- Born: August 1953 (age 73)
- Education: University of Amsterdam (MD, PhD)
- Known for: Platelet biology, blood cell genomics, transfusion genomics, rare disease genomics
- Spouse: Dame Sally Davies
- Awards: Fellow of the Academy of Medical Sciences (FMedSci)
- Scientific career
- Fields: Haematology, Genomics, Transfusion medicine
- Workplaces: University of Cambridge NHS Blood and Transplant

= Willem H. Ouwehand =

Dutch-born haematologist and geneticist

Willem Hendrik Ouwehand (born August 1953) is a Dutch-born haematologist and geneticist. He is Emeritus Professor of Experimental Haematology at the University of Cambridge.

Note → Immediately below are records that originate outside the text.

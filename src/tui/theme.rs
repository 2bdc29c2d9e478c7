//! Viewer color palettes.
//!
//! Dark and light palettes plus automatic detection from the terminal
//! environment. Chart bars carry their own `#rrggbb` colors, converted with
//! [`Theme::chart_color`].

use std::str::FromStr;

use ratatui::style::Color;

use crate::cli::ThemeArg;

/// Colors used by the viewer.
#[derive(Debug, Clone, Copy, PartialEq, Eq)]
pub struct Theme {
    /// Borders, headings, the active nav tab.
    pub accent: Color,
    /// Badges and highlighted values.
    pub highlight: Color,
    /// Errors and the classification banner.
    pub danger: Color,
    /// Success and the checker module.
    pub success: Color,
    /// Secondary text.
    pub muted: Color,
    /// Body text.
    pub text: Color,
    /// Text on a colored background.
    pub inverted_fg: Color,
}

impl Theme {
    /// High-contrast dark palette (default).
    pub fn dark() -> Self {
        Self {
            accent: Color::Cyan,
            highlight: Color::Yellow,
            danger: Color::Red,
            success: Color::Green,
            muted: Color::DarkGray,
            text: Color::White,
            inverted_fg: Color::Black,
        }
    }

    /// High-contrast light palette.
    pub fn light() -> Self {
        Self {
            accent: Color::Blue,
            highlight: Color::Magenta,
            danger: Color::Red,
            success: Color::Green,
            muted: Color::Gray,
            text: Color::Black,
            inverted_fg: Color::White,
        }
    }

    /// Detect the terminal background, falling back to dark.
    pub fn auto() -> Self {
        if is_light_terminal() {
            Self::light()
        } else {
            Self::dark()
        }
    }

    /// Palette for a CLI/config theme choice.
    pub fn from_arg(arg: ThemeArg) -> Self {
        match arg {
            ThemeArg::Auto => Self::auto(),
            ThemeArg::Dark => Self::dark(),
            ThemeArg::Light => Self::light(),
        }
    }

    /// Check if this is the light palette.
    pub fn is_light(&self) -> bool {
        self.text == Color::Black
    }

    /// The other palette.
    pub fn toggled(&self) -> Self {
        if self.is_light() {
            Self::dark()
        } else {
            Self::light()
        }
    }

    /// Convert a chart color such as `#3b82f6`, falling back to the accent.
    pub fn chart_color(&self, hex: &str) -> Color {
        Color::from_str(hex).unwrap_or(self.accent)
    }
}

/// `COLORFGBG` is "fg;bg" on rxvt, xterm and konsole; 7 and 15 are light
/// backgrounds, 8 is dark gray.
fn is_light_terminal() -> bool {
    std::env::var("COLORFGBG")
        .ok()
        .and_then(|v| v.rsplit(';').next().and_then(|bg| bg.parse::<u32>().ok()))
        .is_some_and(|bg| bg >= 7 && bg != 8)
}

impl Default for Theme {
    fn default() -> Self {
        Self::dark()
    }
}

#[cfg(test)]
mod tests {
    use super::*;

    #[test]
    fn test_from_arg() {
        assert_eq!(Theme::from_arg(ThemeArg::Dark), Theme::dark());
        assert_eq!(Theme::from_arg(ThemeArg::Light), Theme::light());
    }

    #[test]
    fn test_toggle() {
        assert!(Theme::dark().toggled().is_light());
        assert!(!Theme::light().toggled().is_light());
    }

    #[test]
    fn test_chart_color() {
        let theme = Theme::dark();
        assert_eq!(theme.chart_color("#ff0000"), Color::Rgb(255, 0, 0));
        assert_eq!(theme.chart_color("not-a-color"), theme.accent);
    }
}
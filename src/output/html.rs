//! Self-contained HTML export using the `askama` template engine.
//!
//! All CSS is embedded so the file can be shared on its own. Text is escaped
//! by askama; the latency chart is drawn with plain CSS widths.
//!
//! ```rust,no_run
//! use polaris::output::html::HtmlOutput;
//! use polaris::report::Report;
//!
//! let report = Report::polaris();
//! let html = HtmlOutput::new(&report).to_html().unwrap();
//! ```

use std::io::Write;

use askama::Template;
use chrono::Local;

use crate::report::{Report, LATENCY_AXIS_MAX_MS};

/// Template context for `templates/report.html`.
#[derive(Template)]
#[template(path = "report.html")]
pub struct HtmlOutput<'a> {
    pub report: &'a Report,
    pub generated: String,
    pub version: &'static str,
    pub sections: Vec<HtmlSection>,
    pub bars: Vec<HtmlBar>,
    /// Left offset of the reference line, in percent of the axis.
    pub threshold_pct: u32,
    pub total_latency_ms: u32,
}

/// A section heading with its anchor.
pub struct HtmlSection {
    pub id: &'static str,
    pub label: &'static str,
    pub heading: &'static str,
}

/// One latency bar with its width precomputed.
pub struct HtmlBar {
    pub phase: &'static str,
    pub function: &'static str,
    pub latency_ms: u32,
    pub description: &'static str,
    pub color: &'static str,
    pub width_pct: u32,
}

fn percent_of_axis(ms: u32) -> u32 {
    (ms.min(LATENCY_AXIS_MAX_MS) * 100) / LATENCY_AXIS_MAX_MS
}

impl<'a> HtmlOutput<'a> {
    /// Prepare the template context for `report`.
    #[must_use]
    pub fn new(report: &'a Report) -> Self {
        let sections = report
            .sections
            .iter()
            .map(|s| HtmlSection {
                id: s.id,
                label: s.label,
                heading: report.heading(s.id).unwrap_or(s.label),
            })
            .collect();
        let bars = report
            .latency_budget
            .iter()
            .map(|stage| HtmlBar {
                phase: stage.phase,
                function: stage.function,
                latency_ms: stage.latency_ms,
                description: stage.description,
                color: stage.color,
                width_pct: percent_of_axis(stage.latency_ms),
            })
            .collect();

        Self {
            report,
            generated: Local::now().format("%Y-%m-%d %H:%M:%S").to_string(),
            version: env!("CARGO_PKG_VERSION"),
            sections,
            bars,
            threshold_pct: percent_of_axis(report.latency_threshold_ms),
            total_latency_ms: report.total_latency_ms(),
        }
    }

    /// Render the document.
    ///
    /// # Errors
    ///
    /// Returns an error if template rendering fails.
    pub fn to_html(&self) -> Result<String, askama::Error> {
        self.render()
    }

    /// Render the document into `writer`.
    ///
    /// # Errors
    ///
    /// Returns an error if rendering or writing fails.
    pub fn write_to<W: Write>(&self, writer: &mut W) -> Result<(), HtmlOutputError> {
        let html = self.to_html()?;
        writer.write_all(html.as_bytes())?;
        Ok(())
    }
}

/// Errors from HTML export.
#[derive(thiserror::Error, Debug)]
pub enum HtmlOutputError {
    /// Template rendering error
    #[error("HTML template error: {0}")]
    Template(#[from] askama::Error),

    /// I/O error during writing
    #[error("I/O error during HTML export: {0}")]
    Io(#[from] std::io::Error),
}

#[cfg(test)]
mod tests {
    use super::*;

    #[test]
    fn test_bars_scaled_to_axis() {
        let report = Report::polaris();
        let output = HtmlOutput::new(&report);
        assert_eq!(output.bars.len(), 5);
        assert_eq!(output.threshold_pct, 75);
        for (bar, stage) in output.bars.iter().zip(&report.latency_budget) {
            assert_eq!(bar.width_pct, stage.latency_ms * 100 / 40);
        }
    }

    #[test]
    fn test_percent_of_axis_clamps() {
        assert_eq!(percent_of_axis(0), 0);
        assert_eq!(percent_of_axis(40), 100);
        assert_eq!(percent_of_axis(400), 100);
    }

    #[test]
    fn test_to_html_contains_sections_in_order() {
        let report = Report::polaris();
        let html = HtmlOutput::new(&report).to_html().unwrap();
        assert!(html.starts_with("<!DOCTYPE html>"));

        let positions: Vec<usize> = report
            .sections
            .iter()
            .map(|s| html.find(&format!("id=\"{}\"", s.id)).unwrap())
            .collect();
        assert!(positions.windows(2).all(|w| w[0] < w[1]));
    }

    #[test]
    fn test_to_html_escapes_content() {
        let mut report = Report::polaris();
        report.meta.title = "<script>alert(1)</script>";
        let html = HtmlOutput::new(&report).to_html().unwrap();
        assert!(!html.contains("<script>alert(1)</script>"));
        assert!(html.contains("&lt;script&gt;"));
    }

    #[test]
    fn test_write_to() {
        let report = Report::polaris();
        let mut buf = Vec::new();
        HtmlOutput::new(&report).write_to(&mut buf).unwrap();
        let html = String::from_utf8(buf).unwrap();
        assert!(html.contains("PROJECT POLARIS"));
        assert!(html.contains("</html>"));
    }
}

His research has focused on platelet biology, blood cell genetics, transfusion medicine and clinical genomics.

==Career==

Ouwehand studied medicine in the Netherlands before joining the University of Cambridge and NHS Blood and Transplant in 1989. He was promoted to Reader in 2004 and Professor in 2010. In 2004 Ouwehand founded the Bloodomics Consortium, an international collaboration investigating the genetic basis of blood cell formation and platelet biology. He subsequently became a founding member of the NIHR BioResource and served as Director of its Rare Diseases programme. Under his leadership, the programme undertook a pilot study that informed the UK's 100,000 Genomes Project, demonstrating the clinical utility of whole-genome sequencing for patients with rare diseases. Among the researchers who have worked with Ouwehand is Nicole Soranzo, who later became known for her work in human genetics.

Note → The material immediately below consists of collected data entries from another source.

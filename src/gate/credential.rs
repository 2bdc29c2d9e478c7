//! Credential checking.
//!
//! The gate never compares strings itself; it asks a [`CredentialVerifier`].
//! The stock implementation is [`Credential`], a single plaintext pair.
//!
//! A plaintext pair held by the client is not a security boundary. It keeps
//! casual readers out of the report and nothing more.

use serde::{Deserialize, Serialize};

/// Identifier accepted when no credential is configured.
pub const DEFAULT_IDENTIFIER: &str = "digital-era";

/// Verifier accepted when no credential is configured.
pub const DEFAULT_VERIFIER: &str = "digital_era@sina.com";

/// Decides whether an `(identifier, verifier)` pair grants access.
pub trait CredentialVerifier: Send + Sync {
    /// Returns `true` if the pair is accepted.
    fn verify(&self, identifier: &str, verifier: &str) -> bool;
}

/// The one accepted `(identifier, verifier)` pair.
///
/// Comparison is exact and case-sensitive on both fields. No trimming or
/// normalisation is applied.
#[derive(Clone, PartialEq, Eq, Serialize, Deserialize)]
pub struct Credential {
    /// Account identifier (shown as "Username" on the login screen).
    pub identifier: String,
    /// Secondary verifier (shown as "Email Verification").
    pub verifier: String,
}

impl Credential {
    /// Create a credential from its two fields.
    #[must_use]
    pub fn new(identifier: impl Into<String>, verifier: impl Into<String>) -> Self {
        Self {
            identifier: identifier.into(),
            verifier: verifier.into(),
        }
    }
}

impl Default for Credential {
    fn default() -> Self {
        Self::new(DEFAULT_IDENTIFIER, DEFAULT_VERIFIER)
    }
}

// Keep the verifier out of debug output and logs.
impl std::fmt::Debug for Credential {
    fn fmt(&self, f: &mut std::fmt::Formatter<'_>) -> std::fmt::Result {
        f.debug_struct("Credential")
            .field("identifier", &self.identifier)
            .field("verifier", &"<redacted>")
            .finish()
    }
}

impl CredentialVerifier for Credential {
    fn verify(&self, identifier: &str, verifier: &str) -> bool {
        identifier == self.identifier && verifier == self.verifier
    }
}

impl<F> CredentialVerifier for F
where
    F: Fn(&str, &str) -> bool + Send + Sync,
{
    fn verify(&self, identifier: &str, verifier: &str) -> bool {
        self(identifier, verifier)
    }
}
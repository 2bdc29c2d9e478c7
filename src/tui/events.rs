//! Terminal event polling.
//!
//! Raw crossterm events are narrowed to the few the viewer cares about.
//! Key presses are passed through untouched: their meaning depends on the
//! mode (text entry on the sign-in screen, bindings on the report).

use std::time::Duration;

use crossterm::event::{self, Event, KeyEvent, MouseEventKind};
use thiserror::Error;

/// Rows scrolled per mouse-wheel notch.
pub const WHEEL_ROWS: i64 = 3;

/// Error type for event polling.
#[derive(Debug, Error)]
pub enum EventError {
    /// Reading from the terminal failed.
    #[error("failed to read terminal event: {0}")]
    Io(#[from] std::io::Error),
}

/// A terminal event relevant to the viewer.
#[derive(Debug, Clone, Copy, PartialEq, Eq)]
pub enum AppEvent {
    /// A key event.
    Key(KeyEvent),
    /// Mouse wheel, in rows (negative is up).
    Scroll(i64),
    /// The terminal was resized.
    Resize(u16, u16),
}

/// Narrow a crossterm event. Everything else is dropped.
#[must_use]
pub fn translate(event: Event) -> Option<AppEvent> {
    match event {
        Event::Key(key) => Some(AppEvent::Key(key)),
        Event::Mouse(mouse) => match mouse.kind {
            MouseEventKind::ScrollUp => Some(AppEvent::Scroll(-WHEEL_ROWS)),
            MouseEventKind::ScrollDown => Some(AppEvent::Scroll(WHEEL_ROWS)),
            _ => None,
        },
        Event::Resize(width, height) => Some(AppEvent::Resize(width, height)),
        _ => None,
    }
}

/// Polls crossterm for input.
#[derive(Debug, Default, Clone, Copy)]
pub struct EventHandler;

impl EventHandler {
    /// Create an event handler.
    #[must_use]
    pub fn new() -> Self {
        Self
    }

    /// Wait up to `timeout` for the next relevant event.
    ///
    /// # Errors
    ///
    /// Returns an error if the terminal cannot be read.
    pub fn poll(&self, timeout: Duration) -> Result<Option<AppEvent>, EventError> {
        if event::poll(timeout)? {
            Ok(translate(event::read()?))
        } else {
            Ok(None)
        }
    }
}

#[cfg(test)]
mod tests {
    use super::*;
    use crossterm::event::{KeyCode, KeyModifiers, MouseEvent};

    fn mouse(kind: MouseEventKind) -> Event {
        Event::Mouse(MouseEvent {
            kind,
            column: 0,
            row: 0,
            modifiers: KeyModifiers::NONE,
        })
    }

    #[test]
    fn test_translate_key() {
        let key = KeyEvent::new(KeyCode::Char('j'), KeyModifiers::NONE);
        assert_eq!(translate(Event::Key(key)), Some(AppEvent::Key(key)));
    }

    #[test]
    fn test_translate_wheel() {
        assert_eq!(
            translate(mouse(MouseEventKind::ScrollDown)),
            Some(AppEvent::Scroll(WHEEL_ROWS))
        );
        assert_eq!(
            translate(mouse(MouseEventKind::ScrollUp)),
            Some(AppEvent::Scroll(-WHEEL_ROWS))
        );
        assert_eq!(translate(mouse(MouseEventKind::Moved)), None);
    }

    #[test]
    fn test_translate_resize_and_focus() {
        assert_eq!(translate(Event::Resize(100, 40)), Some(AppEvent::Resize(100, 40)));
        assert_eq!(translate(Event::FocusGained), None);
    }
}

Ouwehand chairs the Blood Transfusion Genomics Consortium, an international collaboration developing genomic methods for blood group typing and precision transfusion medicine. Following his retirement from the University of Cambridge in 2023, he became Emeritus Professor and continues to lead collaborative research in clinical genomics and artificial intelligence through honorary appointments with Cambridge University Hospitals NHS Foundation Trust, University College London Hospitals NHS Foundation Trust, NHS Blood and Transplant and the Wellcome Sanger Institute.

==Honours==

Ouwehand is a Fellow of the Academy of Medical Sciences and has served as a Senior Investigator of the National Institute for Health and Care Research (NIHR).

==Personal life==

Ouwehand is married to Dame Sally Davies, Master of Trinity College, Cambridge and former Chief Medical Officer for England.